# Exercise goal:
Exactly the lines from the opening of the data through the line containing "in the store" should be reproduced, please, with nothing added.

____

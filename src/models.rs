//! Domain types shared by every pipeline stage.
//!
//! Candidate records are loosely typed field bags produced by extraction;
//! canonical entities are the typed rows the store persists.

use crate::error::{Error, Result};
use chrono::{DateTime, Utc};
use serde::{Deserialize, Serialize};
use serde_json::{Map, Value};
use sqlx::FromRow;
use std::collections::BTreeMap;
use std::str::FromStr;
use uuid::Uuid;

/// Kinds of canonical entity
#[derive(Debug, Clone, Copy, PartialEq, Eq, Hash, PartialOrd, Ord, Serialize, Deserialize)]
#[serde(rename_all = "snake_case")]
pub enum EntityKind {
    Team,
    Player,
    Match,
    Game,
    StatLine,
}

impl EntityKind {
    pub const ALL: [EntityKind; 5] = [
        EntityKind::Team,
        EntityKind::Player,
        EntityKind::Match,
        EntityKind::Game,
        EntityKind::StatLine,
    ];

    pub fn as_str(&self) -> &'static str {
        match self {
            EntityKind::Team => "team",
            EntityKind::Player => "player",
            EntityKind::Match => "match",
            EntityKind::Game => "game",
            EntityKind::StatLine => "stat_line",
        }
    }

    /// Backing table in the store
    pub fn table(&self) -> &'static str {
        match self {
            EntityKind::Team => "teams",
            EntityKind::Player => "players",
            EntityKind::Match => "matches",
            EntityKind::Game => "games",
            EntityKind::StatLine => "stat_lines",
        }
    }

    /// Ingestion order: referenced kinds come first
    pub fn dependency_rank(&self) -> u8 {
        match self {
            EntityKind::Team => 0,
            EntityKind::Player => 1,
            EntityKind::Match => 2,
            EntityKind::Game => 3,
            EntityKind::StatLine => 4,
        }
    }
}

impl std::fmt::Display for EntityKind {
    fn fmt(&self, f: &mut std::fmt::Formatter<'_>) -> std::fmt::Result {
        f.write_str(self.as_str())
    }
}

impl FromStr for EntityKind {
    type Err = Error;

    fn from_str(s: &str) -> Result<Self> {
        match s.to_lowercase().as_str() {
            "team" => Ok(EntityKind::Team),
            "player" => Ok(EntityKind::Player),
            "match" => Ok(EntityKind::Match),
            "game" => Ok(EntityKind::Game),
            "stat_line" | "statline" => Ok(EntityKind::StatLine),
            _ => Err(Error::Other(format!("Unknown entity kind: {}", s))),
        }
    }
}

/// Kinds of page the scheduler can target
#[derive(Debug, Clone, Copy, PartialEq, Eq, Hash, PartialOrd, Ord, Serialize, Deserialize)]
#[serde(rename_all = "snake_case")]
pub enum TargetKind {
    MatchList,
    Match,
    Team,
    Player,
}

impl TargetKind {
    pub fn as_str(&self) -> &'static str {
        match self {
            TargetKind::MatchList => "match_list",
            TargetKind::Match => "match",
            TargetKind::Team => "team",
            TargetKind::Player => "player",
        }
    }
}

impl std::fmt::Display for TargetKind {
    fn fmt(&self, f: &mut std::fmt::Formatter<'_>) -> std::fmt::Result {
        f.write_str(self.as_str())
    }
}

impl FromStr for TargetKind {
    type Err = Error;

    fn from_str(s: &str) -> Result<Self> {
        match s.to_lowercase().replace('-', "_").as_str() {
            "match_list" | "matches" => Ok(TargetKind::MatchList),
            "match" => Ok(TargetKind::Match),
            "team" => Ok(TargetKind::Team),
            "player" => Ok(TargetKind::Player),
            _ => Err(Error::Other(format!("Unknown target kind: {}", s))),
        }
    }
}

/// Lifecycle state of a match
#[derive(Debug, Clone, Copy, PartialEq, Eq, Serialize, Deserialize, sqlx::Type)]
#[serde(rename_all = "lowercase")]
#[sqlx(rename_all = "lowercase")]
pub enum MatchStatus {
    Upcoming,
    Live,
    Completed,
}

impl MatchStatus {
    /// Map the status text shown on listing and match pages
    pub fn from_page_text(text: &str) -> Option<Self> {
        let t = text.trim().to_lowercase();
        if t.is_empty() {
            return None;
        }
        if t.contains("live") {
            Some(MatchStatus::Live)
        } else if t.contains("final") || t.contains("completed") || t.contains("ago") {
            Some(MatchStatus::Completed)
        } else {
            Some(MatchStatus::Upcoming)
        }
    }
}

impl std::fmt::Display for MatchStatus {
    fn fmt(&self, f: &mut std::fmt::Formatter<'_>) -> std::fmt::Result {
        match self {
            MatchStatus::Upcoming => write!(f, "upcoming"),
            MatchStatus::Live => write!(f, "live"),
            MatchStatus::Completed => write!(f, "completed"),
        }
    }
}

/// Where and when a value was observed
#[derive(Debug, Clone, PartialEq, Eq, Serialize, Deserialize)]
pub struct Provenance {
    pub source: String,
    pub fetched_at: DateTime<Utc>,
    pub snapshot_id: Option<String>,
}

/// Reference to another entity by its source-local identifier
#[derive(Debug, Clone, PartialEq, Eq, Hash, Serialize, Deserialize)]
pub struct EntityRef {
    pub kind: EntityKind,
    pub external_ref: String,
}

/// Loosely typed record produced by an extraction rule
#[derive(Debug, Clone, PartialEq, Serialize, Deserialize)]
pub struct CandidateRecord {
    pub kind: EntityKind,
    pub external_ref: String,
    pub fields: BTreeMap<String, Value>,
    /// Field name -> referenced entity; filled with canonical ids on resolution
    pub refs: BTreeMap<String, EntityRef>,
    pub provenance: Provenance,
}

impl CandidateRecord {
    pub fn new(kind: EntityKind, external_ref: impl Into<String>, provenance: Provenance) -> Self {
        Self {
            kind,
            external_ref: external_ref.into(),
            fields: BTreeMap::new(),
            refs: BTreeMap::new(),
            provenance,
        }
    }

    /// Set a field; `None` leaves the field unobserved
    pub fn with_field<V: Into<Value>>(mut self, name: &str, value: Option<V>) -> Self {
        if let Some(v) = value {
            let v = v.into();
            if !v.is_null() {
                self.fields.insert(name.to_string(), v);
            }
        }
        self
    }

    pub fn with_ref(mut self, field: &str, kind: EntityKind, external_ref: impl Into<String>) -> Self {
        self.refs.insert(
            field.to_string(),
            EntityRef {
                kind,
                external_ref: external_ref.into(),
            },
        );
        self
    }

    pub fn field_str(&self, name: &str) -> Option<&str> {
        self.fields.get(name).and_then(Value::as_str)
    }

    pub fn source(&self) -> &str {
        &self.provenance.source
    }
}

/// Deterministic identifier for a first sighting, so concurrent discovery converges
pub fn canonical_id(kind: EntityKind, source: &str, external_ref: &str) -> String {
    let key = format!("{}:{}:{}", kind.as_str(), source, external_ref);
    Uuid::new_v5(&Uuid::NAMESPACE_URL, key.as_bytes()).to_string()
}

#[derive(Debug, Clone, PartialEq, FromRow, Serialize, Deserialize)]
pub struct Team {
    pub id: String,
    pub name: Option<String>,
    pub tag: Option<String>,
    pub region: Option<String>,
    pub logo_url: Option<String>,
}

#[derive(Debug, Clone, PartialEq, FromRow, Serialize, Deserialize)]
pub struct Player {
    pub id: String,
    pub name: Option<String>,
    pub real_name: Option<String>,
    pub nation: Option<String>,
    pub team_id: Option<String>,
}

#[derive(Debug, Clone, PartialEq, FromRow, Serialize, Deserialize)]
pub struct Match {
    pub id: String,
    pub status: Option<MatchStatus>,
    pub event_name: Option<String>,
    pub series_name: Option<String>,
    /// RFC 3339
    pub scheduled_at: Option<String>,
    pub patch: Option<String>,
    pub team1_id: Option<String>,
    pub team2_id: Option<String>,
    pub team1_score: Option<i64>,
    pub team2_score: Option<i64>,
    pub url: Option<String>,
}

#[derive(Debug, Clone, PartialEq, FromRow, Serialize, Deserialize)]
pub struct Game {
    pub id: String,
    pub match_id: Option<String>,
    pub ordinal: Option<i64>,
    pub map_name: Option<String>,
    pub team1_score: Option<i64>,
    pub team2_score: Option<i64>,
    pub picked_by: Option<String>,
    /// Map duration as displayed, e.g. "42:17"
    pub duration: Option<String>,
}

#[derive(Debug, Clone, PartialEq, FromRow, Serialize, Deserialize)]
pub struct StatLine {
    pub id: String,
    pub game_id: Option<String>,
    pub player_id: Option<String>,
    pub team_id: Option<String>,
    pub agent: Option<String>,
    pub rating: Option<f64>,
    pub acs: Option<f64>,
    pub kills: Option<i64>,
    pub deaths: Option<i64>,
    pub assists: Option<i64>,
    pub kd_diff: Option<i64>,
    pub kast: Option<f64>,
    pub adr: Option<f64>,
    pub hs_pct: Option<f64>,
    pub first_kills: Option<i64>,
    pub first_deaths: Option<i64>,
    pub fk_diff: Option<i64>,
}

/// A typed, persisted entity
#[derive(Debug, Clone, PartialEq, Serialize, Deserialize)]
#[serde(tag = "kind", rename_all = "snake_case")]
pub enum CanonicalEntity {
    Team(Team),
    Player(Player),
    Match(Match),
    Game(Game),
    StatLine(StatLine),
}

impl CanonicalEntity {
    pub fn kind(&self) -> EntityKind {
        match self {
            CanonicalEntity::Team(_) => EntityKind::Team,
            CanonicalEntity::Player(_) => EntityKind::Player,
            CanonicalEntity::Match(_) => EntityKind::Match,
            CanonicalEntity::Game(_) => EntityKind::Game,
            CanonicalEntity::StatLine(_) => EntityKind::StatLine,
        }
    }

    pub fn id(&self) -> &str {
        match self {
            CanonicalEntity::Team(e) => &e.id,
            CanonicalEntity::Player(e) => &e.id,
            CanonicalEntity::Match(e) => &e.id,
            CanonicalEntity::Game(e) => &e.id,
            CanonicalEntity::StatLine(e) => &e.id,
        }
    }

    /// Every column except `id`, with unset fields as `null`
    pub fn to_fields(&self) -> Result<BTreeMap<String, Value>> {
        let value = match self {
            CanonicalEntity::Team(e) => serde_json::to_value(e)?,
            CanonicalEntity::Player(e) => serde_json::to_value(e)?,
            CanonicalEntity::Match(e) => serde_json::to_value(e)?,
            CanonicalEntity::Game(e) => serde_json::to_value(e)?,
            CanonicalEntity::StatLine(e) => serde_json::to_value(e)?,
        };
        let Value::Object(map) = value else {
            return Err(Error::Other("entity did not serialize to an object".to_string()));
        };
        Ok(map.into_iter().filter(|(k, _)| k != "id").collect())
    }

    /// Build a typed entity from a field bag; unknown fields are ignored
    pub fn from_fields(kind: EntityKind, id: &str, fields: &BTreeMap<String, Value>) -> Result<Self> {
        let mut map = Map::new();
        for (k, v) in fields {
            map.insert(k.clone(), v.clone());
        }
        map.insert("id".to_string(), Value::String(id.to_string()));
        let value = Value::Object(map);

        Ok(match kind {
            EntityKind::Team => CanonicalEntity::Team(serde_json::from_value(value)?),
            EntityKind::Player => CanonicalEntity::Player(serde_json::from_value(value)?),
            EntityKind::Match => CanonicalEntity::Match(serde_json::from_value(value)?),
            EntityKind::Game => CanonicalEntity::Game(serde_json::from_value(value)?),
            EntityKind::StatLine => CanonicalEntity::StatLine(serde_json::from_value(value)?),
        })
    }

    /// blake3 over the canonical JSON of the fields
    pub fn content_hash(&self) -> Result<String> {
        // BTreeMap keeps key order stable
        let canonical = serde_json::to_string(&self.to_fields()?)?;
        Ok(blake3::hash(canonical.as_bytes()).to_hex().to_string())
    }

    /// Display name used for alias and name lookups
    pub fn name(&self) -> Option<&str> {
        match self {
            CanonicalEntity::Team(t) => t.name.as_deref(),
            CanonicalEntity::Player(p) => p.name.as_deref(),
            _ => None,
        }
    }
}

/// Source-local identifier mapped to a canonical entity
#[derive(Debug, Clone, PartialEq, Eq, Hash, Serialize, Deserialize)]
pub struct ExternalRef {
    pub source: String,
    pub external_ref: String,
}

/// A candidate reconciled against canonical identity, ready to ingest
#[derive(Debug, Clone, PartialEq, Serialize, Deserialize)]
pub struct ResolvedEntity {
    pub entity: CanonicalEntity,
    /// Observed fields only; unobserved fields never overwrite stored values
    pub provenance: BTreeMap<String, Provenance>,
    pub external_refs: Vec<ExternalRef>,
    /// Canonical ids this entity points at, for dependency tracking
    pub depends_on: Vec<String>,
}

impl ResolvedEntity {
    pub fn kind(&self) -> EntityKind {
        self.entity.kind()
    }

    pub fn id(&self) -> &str {
        self.entity.id()
    }
}

/// A page retrieved by the fetcher
#[derive(Debug, Clone)]
pub struct RawPage {
    pub source: String,
    pub url: String,
    pub html: String,
    pub fetched_at: DateTime<Utc>,
    pub snapshot_id: Option<String>,
}

impl RawPage {
    pub fn provenance(&self) -> Provenance {
        Provenance {
            source: self.source.clone(),
            fetched_at: self.fetched_at,
            snapshot_id: self.snapshot_id.clone(),
        }
    }
}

____

# Result of the task:
filename src/models.rs
//! Domain types shared by every pipeline stage.
//!
//! Candidate records are loosely typed field bags produced by extraction;
//! canonical entities are the typed rows the store persists.

use crate::error::{Error, Result};
use chrono::{DateTime, Utc};
use serde::{Deserialize, Serialize};
use serde_json::{Map, Value};
use sqlx::FromRow;
use std::collections::BTreeMap;
use std::str::FromStr;
use uuid::Uuid;

/// Kinds of canonical entity
#[derive(Debug, Clone, Copy, PartialEq, Eq, Hash, PartialOrd, Ord, Serialize, Deserialize)]
#[serde(rename_all = "snake_case")]
pub enum EntityKind {
    Team,
    Player,
    Match,
    Game,
    StatLine,
}

impl EntityKind {
    pub const ALL: [EntityKind; 5] = [
        EntityKind::Team,
        EntityKind::Player,
        EntityKind::Match,
        EntityKind::Game,
        EntityKind::StatLine,
    ];

    pub fn as_str(&self) -> &'static str {
        match self {
            EntityKind::Team => "team",
            EntityKind::Player => "player",
            EntityKind::Match => "match",
            EntityKind::Game => "game",
            EntityKind::StatLine => "stat_line",
        }
    }

    /// Backing table in the store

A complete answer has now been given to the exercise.